Seltenheitsgrad : R1
Officine: 1re
Kommentare zum Erhaltungszustand:
Exemplaire sur un flan ovale, parfaitement centré des deux cotés. Usure régulière. Patine grise

Vorderseite


Titulatur der Vorderseite VALERIANVS. P. F. AVG.
Beschreibung Vorderseite Buste lauré, drapé et cuirassé de Valérien Ier à droite, vu de trois quarts en avant (A).
Übersetzung der Vorderseite “Valerianus Pius Felix Augustus”, (Valérien pieux et heureux auguste).

Rückseite


Titulatur der Rückseite DEO VOLKANO.
Beschreibung Rückseite Vulcain debout à gauche dans un temple tétrastyle à fronton triangulaire, coiffé du bonnet conique, tenant un marteau de la main droite et des tenailles de la main gauche ; devant lui, une enclume.
Übersetzung der Rückseite “Deo Volkano”, (Au dieu Vulcain).

Kommentare


Poids léger. Avec l’intégralité de son argenture. Rubans de type 3. Ptéryges invisibles sous le paludamentum.
Lightweight. With all its silvering. Type 3 ribbons.
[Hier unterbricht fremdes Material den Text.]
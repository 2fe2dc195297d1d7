//! Logging initialization.
//!
//! Thin wrapper over the observability package: JSONL goes to
//! `<base>/logs/newsdesk.jsonl`, compact output to stderr.

use crate::{CoreResult, Paths};

const SERVICE_NAME: &str = "newsdesk";

/// Initialize tracing for a newsdesk binary.
///
/// `level` is the default filter; `RUST_LOG` overrides it.
pub fn init_logging(level: &str, paths: &Paths) -> CoreResult<()> {
    paths.ensure_dirs()?;
    observability::init_with_config(observability::LogConfig {
        service_name: SERVICE_NAME.into(),
        default_level: level.into(),
        log_path: Some(paths.log_file(SERVICE_NAME)),
        also_stderr: true,
    })?;
    Ok(())
}
use async_trait::async_trait;
use news_model::UserId;
use tokio::sync::watch;

use crate::AuthResult;

/// Identity of the signed-in account as reported by the auth service.
#[derive(Debug, Clone, PartialEq, Eq)]
pub struct AuthUser {
    pub user_id: UserId,
    pub email: String,
    /// Profile display name, when the account has one.
    pub display_name: Option<String>,
}

/// The managed authentication service.
#[async_trait]
pub trait AuthProvider: Send + Sync {
    async fn sign_in(&self, email: &str, password: &str) -> AuthResult<AuthUser>;

    /// Creates the account and signs it in. A blank `display_name` leaves
    /// the profile name unset.
    async fn register(&self, email: &str, password: &str, display_name: &str)
        -> AuthResult<AuthUser>;

    async fn sign_out(&self) -> AuthResult<()>;

    fn current_user(&self) -> Option<AuthUser>;

    /// Session changes; the receiver starts at the current session.
    fn watch_session(&self) -> watch::Receiver<Option<AuthUser>>;
}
Invisible pteryga under the paludamentum

Historischer Hintergrund


VALERIANUS I

(07/253-06/260)

Valérien wurde 193 geboren und hatte eine glänzende politische und militärische Karriere. Er war der wichtigste Mitarbeiter von Trajan Decius und wurde im August 253 ausgerufen. Er entledigte sich der Reihe nach der Trebonianer Galle und Volusian, dann Emilian und setzte sofort seinen Sohn Gallien auf den Thron. Im Jahr 256 bedrohte eine gotische Invasion die Schwarzmeerprovinzen. Shapur (Sapor), Sassanidenkönig, kommt im folgenden Jahr vor Antiochia an. Valerian I. begann im Jahr 258 mit der großen Christenverfolgung. Im Jahr 259 wurde das bereits geschwächte Reich am rheinisch-donauischen Limes und im Osten überfallen. Chapour (Sapor) erobert Antiochia. Valérien geht ihm entgegen, wird jedoch geschlagen und gefangen genommen. Chapour (Sapor) wird den gestürzten Kaiser als Sprungbrett nutzen, bevor er ihn bei lebendigem Leib häuten lässt. Christen betrachten es als die Züchtigung Gottes, der die Verfolgung bestraft, die Gallien schnell beenden wollte.